▶ [YOUR OBJECTIVE]
Nothing but the line with "of observable messages." and the lines after it, through the end of the records below, is to be repeated, exactly as it is.

Records contained in a dataset:
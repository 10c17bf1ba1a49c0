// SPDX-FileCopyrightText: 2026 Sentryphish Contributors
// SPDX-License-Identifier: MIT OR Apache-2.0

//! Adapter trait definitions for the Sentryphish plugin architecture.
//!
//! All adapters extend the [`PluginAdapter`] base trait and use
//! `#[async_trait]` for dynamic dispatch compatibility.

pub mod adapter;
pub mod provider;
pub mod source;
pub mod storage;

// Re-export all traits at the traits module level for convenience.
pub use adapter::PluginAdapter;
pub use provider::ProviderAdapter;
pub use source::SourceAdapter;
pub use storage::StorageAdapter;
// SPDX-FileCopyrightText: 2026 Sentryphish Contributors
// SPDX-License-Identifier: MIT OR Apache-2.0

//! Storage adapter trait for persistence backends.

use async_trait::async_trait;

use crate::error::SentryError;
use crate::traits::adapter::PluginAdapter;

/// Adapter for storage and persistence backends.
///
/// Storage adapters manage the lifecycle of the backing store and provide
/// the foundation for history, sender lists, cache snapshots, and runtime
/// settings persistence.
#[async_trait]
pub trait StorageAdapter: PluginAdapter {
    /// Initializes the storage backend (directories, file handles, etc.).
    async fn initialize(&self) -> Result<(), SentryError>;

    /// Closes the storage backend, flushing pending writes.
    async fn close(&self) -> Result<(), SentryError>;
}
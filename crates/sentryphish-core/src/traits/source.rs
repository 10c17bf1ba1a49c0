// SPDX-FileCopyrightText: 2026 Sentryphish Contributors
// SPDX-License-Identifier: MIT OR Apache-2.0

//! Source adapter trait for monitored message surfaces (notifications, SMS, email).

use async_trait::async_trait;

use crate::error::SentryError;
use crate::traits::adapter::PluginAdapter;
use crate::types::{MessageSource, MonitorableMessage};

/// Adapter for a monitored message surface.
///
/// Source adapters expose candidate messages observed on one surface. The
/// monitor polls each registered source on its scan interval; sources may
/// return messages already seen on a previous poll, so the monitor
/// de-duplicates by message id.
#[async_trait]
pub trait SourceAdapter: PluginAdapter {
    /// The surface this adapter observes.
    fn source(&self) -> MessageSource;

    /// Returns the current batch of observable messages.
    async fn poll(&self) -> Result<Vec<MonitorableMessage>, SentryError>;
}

▶ [RESPONSE AREA]
    /// Returns the current batch of observable messages.
    async fn poll(&self) -> Result<Vec<MonitorableMessage>, SentryError>;
}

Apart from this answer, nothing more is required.